(Task to complete) Reproduce the complete set of records, exactly as they appear.

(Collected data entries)
◆ ◆ ◆ ◆

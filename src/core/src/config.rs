use serde::{Deserialize, Serialize};
use std::path::{Path, PathBuf};

use crate::error::{ConvertError, Result};
use crate::log::LogConfig;

/// How a layer's byte stream is held while it is re-wrapped under a new media type.
#[derive(Debug, Clone, Copy, PartialEq, Eq, Default, Serialize, Deserialize)]
#[serde(rename_all = "kebab-case")]
pub enum LayerBuffer {
    /// Read the whole layer into memory (default).
    #[default]
    Memory,
    /// Spool the layer to an anonymous temporary file.
    TempFile,
}

/// Conversion configuration
#[derive(Debug, Clone, PartialEq, Eq, Serialize, Deserialize)]
#[serde(default)]
pub struct ConvertConfig {
    /// Buffering strategy for rebuilt layers
    pub layer_buffer: LayerBuffer,

    /// Directory for temp-file spooling (system temp dir when unset)
    pub spool_dir: Option<PathBuf>,

    /// Compare rebuilt layer digests against the source layer
    pub verify_digests: bool,

    /// Logging configuration
    pub log: LogConfig,
}

impl Default for ConvertConfig {
    fn default() -> Self {
        Self {
            layer_buffer: LayerBuffer::Memory,
            spool_dir: None,
            verify_digests: true,
            log: LogConfig::default(),
        }
    }
}

impl ConvertConfig {
    /// Parse a configuration from YAML (JSON is accepted as a YAML subset).
    pub fn from_yaml_str(content: &str) -> Result<Self> {
        serde_yaml::from_str(content)
            .map_err(|e| ConvertError::ConfigError(format!("Failed to parse config: {}", e)))
    }

    /// Load a configuration file. `.json` files are parsed as JSON, anything else as YAML.
    pub fn from_file(path: impl AsRef<Path>) -> Result<Self> {
        let path = path.as_ref();
        let content = std::fs::read_to_string(path).map_err(|e| {
            ConvertError::ConfigError(format!(
                "Failed to read config file {}: {}",
                path.display(),
                e
            ))
        })?;

        match path.extension().and_then(|e| e.to_str()) {
            Some("json") => serde_json::from_str(&content).map_err(|e| {
                ConvertError::ConfigError(format!(
                    "Failed to parse config file {}: {}",
                    path.display(),
                    e
                ))
            }),
            _ => Self::from_yaml_str(&content),
        }
    }
}

#[cfg(test)]
mod tests {
    use super::*;
    use crate::log::{LogFormat, LogLevel};
    use tempfile::TempDir;

    #[test]
    fn test_convert_config_defaults() {
        let config = ConvertConfig::default();
        assert_eq!(config.layer_buffer, LayerBuffer::Memory);
        assert!(config.spool_dir.is_none());
        assert!(config.verify_digests);
    }

    #[test]
    fn test_from_yaml_str() {
        let config = ConvertConfig::from_yaml_str(
            "layer_buffer: temp-file\nspool_dir: /var/tmp/ocify\nlog:\n  level: debug\n  format: json\n",
        )
        .unwrap();
        assert_eq!(config.layer_buffer, LayerBuffer::TempFile);
        assert_eq!(config.spool_dir, Some(PathBuf::from("/var/tmp/ocify")));
        assert!(config.verify_digests);
        assert_eq!(config.log.level, LogLevel::Debug);
        assert_eq!(config.log.format, LogFormat::Json);
    }

    #[test]
    fn test_from_yaml_str_rejects_unknown_buffer() {
        let result = ConvertConfig::from_yaml_str("layer_buffer: mmap\n");
        assert!(matches!(result, Err(ConvertError::ConfigError(_))));
    }

    #[test]
    fn test_from_file_json_and_yaml() {
        let dir = TempDir::new().unwrap();

        let json_path = dir.path().join("ocify.json");
        std::fs::write(&json_path, r#"{"verify_digests": false}"#).unwrap();
        let config = ConvertConfig::from_file(&json_path).unwrap();
        assert!(!config.verify_digests);
        assert_eq!(config.layer_buffer, LayerBuffer::Memory);

        let yaml_path = dir.path().join("ocify.yaml");
        std::fs::write(&yaml_path, "layer_buffer: temp-file\n").unwrap();
        let config = ConvertConfig::from_file(&yaml_path).unwrap();
        assert_eq!(config.layer_buffer, LayerBuffer::TempFile);
    }

    #[test]
    fn test_from_file_missing() {
        let result = ConvertConfig::from_file("/nonexistent/ocify.yaml");
        assert!(result.unwrap_err().to_string().contains("Failed to read config file"));
    }
}
//! Ocify - Docker-to-OCI image conversion.
//!
//! Converts images and multi-platform image indices that use Docker's
//! schema 2 media types into spec-compliant OCI images and indices, keeping
//! layer content byte-for-byte identical.

pub mod oci;

// Re-export common types
pub use ocify_core::{ConvertConfig, ConvertError, LayerBuffer, Result};
pub use oci::{convert_image, convert_image_index, Converter};
pub use oci::{BuiltImage, BuiltIndex, Image, ImageBuilder, ImageIndex, IndexBuilder};
pub use oci::{BlobLayer, Layer, LayoutImage, LayoutIndex, MediaType};

/// Ocify version.
pub const VERSION: &str = env!("CARGO_PKG_VERSION");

◆ ◆ ◆ ◆

(Solution for this exercise)
filename src/core/src/config.rs
use serde::{Deserialize, Serialize};
use std::path::{Path, PathBuf};

use crate::error::{ConvertError, Result};
use crate::log::LogConfig;

/// How a layer's byte stream is held while it is re-wrapped under a new media type.
#[derive(Debug, Clone, Copy, PartialEq, Eq, Default, Serialize, Deserialize)]
#[serde(rename_all = "kebab-case")]
pub enum LayerBuffer {
    /// Read the whole layer into memory (default).
    #[default]
    Memory,
    /// Spool the layer to an anonymous temporary file.
    TempFile,
}

/// Conversion configuration
#[derive(Debug, Clone, PartialEq, Eq, Serialize, Deserialize)]
#[serde(default)]
pub struct ConvertConfig {
    /// Buffering strategy for rebuilt layers
    pub layer_buffer: LayerBuffer,

    /// Directory for temp-file spooling (system temp dir when unset)
    pub spool_dir: Option<PathBuf>,

    /// Compare rebuilt layer digests against the source layer
    pub verify_digests: bool,

    /// Logging configuration
    pub log: LogConfig,
}

impl Default for ConvertConfig {
    fn default() -> Self {
        Self {
            layer_buffer: LayerBuffer::Memory,
            spool_dir: None,
            verify_digests: true,
            log: LogConfig::default(),
        }
    }
}

impl ConvertConfig {
    /// Parse a configuration from YAML (JSON is accepted as a YAML subset).
    pub fn from_yaml_str(content: &str) -> Result<Self> {
        serde_yaml::from_str(content)
            .map_err(|e| ConvertError::ConfigError(format!("Failed to parse config: {}", e)))
    }

    /// Load a configuration file. `.json` files are parsed as JSON, anything else as YAML.
    pub fn from_file(path: impl AsRef<Path>) -> Result<Self> {
        let path = path.as_ref();
        let content = std::fs::read_to_string(path).map_err(|e| {
            ConvertError::ConfigError(format!(
                "Failed to read config file {}: {}",
                path.display(),
                e
            ))
        })?;

        match path.extension().and_then(|e| e.to_str()) {
            Some("json") => serde_json::from_str(&content).map_err(|e| {
                ConvertError::ConfigError(format!(
                    "Failed to parse config file {}: {}",
                    path.display(),
                    e
                ))
            }),
            _ => Self::from_yaml_str(&content),
        }
    }
}

#[cfg(test)]
mod tests {
    use super::*;
    use crate::log::{LogFormat, LogLevel};
    use tempfile::TempDir;

    #[test]
    fn test_convert_config_defaults() {
        let config = ConvertConfig::default();
        assert_eq!(config.layer_buffer, LayerBuffer::Memory);
        assert!(config.spool_dir.is_none());
        assert!(config.verify_digests);
    }

    #[test]
    fn test_from_yaml_str() {
        let config = ConvertConfig::from_yaml_str(
            "layer_buffer: temp-file\nspool_dir: /var/tmp/ocify\nlog:\n  level: debug\n  format: json\n",
        )
        .unwrap();
        assert_eq!(config.layer_buffer, LayerBuffer::TempFile);
        assert_eq!(config.spool_dir, Some(PathBuf::from("/var/tmp/ocify")));
        assert!(config.verify_digests);
        assert_eq!(config.log.level, LogLevel::Debug);
        assert_eq!(config.log.format, LogFormat::Json);
    }

    #[test]
    fn test_from_yaml_str_rejects_unknown_buffer() {
        let result = ConvertConfig::from_yaml_str("layer_buffer: mmap\n");
        assert!(matches!(result, Err(ConvertError::ConfigError(_))));
    }

    #[test]
    fn test_from_file_json_and_yaml() {
        let dir = TempDir::new().unwrap();

        let json_path = dir.path().join("ocify.json");
        std::fs::write(&json_path, r#"{"verify_digests": false}"#).unwrap();
        let config = ConvertConfig::from_file(&json_path).unwrap();
        assert!(!config.verify_digests);
        assert_eq!(config.layer_buffer, LayerBuffer::Memory);

        let yaml_path = dir.path().join("ocify.yaml");
        std::fs::write(&yaml_path, "layer_buffer: temp-file\n").unwrap();
        let config = ConvertConfig::from_file(&yaml_path).unwrap();
        assert_eq!(config.layer_buffer, LayerBuffer::TempFile);
    }

    #[test]
    fn test_from_file_missing() {
        let result = ConvertConfig::from_file("/nonexistent/ocify.yaml");
        assert!(result.unwrap_err().to_string().contains("Failed to read config file"));
    }
}
//! Ocify - Docker-to-OCI image conversion.
//!
//! Converts images and multi-platform image indices that use Docker's
//! schema 2 media types into spec-compliant OCI images and indices, keeping
//! layer content byte-for-byte identical.

pub mod oci;

// Re-export common types
pub use ocify_core::{ConvertConfig, ConvertError, LayerBuffer, Result};
pub use oci::{convert_image, convert_image_index, Converter};
pub use oci::{BuiltImage, BuiltIndex, Image, ImageBuilder, ImageIndex, IndexBuilder};
pub use oci::{BlobLayer, Layer, LayoutImage, LayoutIndex, MediaType};

/// Ocify version.
pub const VERSION: &str = env!("CARGO_PKG_VERSION");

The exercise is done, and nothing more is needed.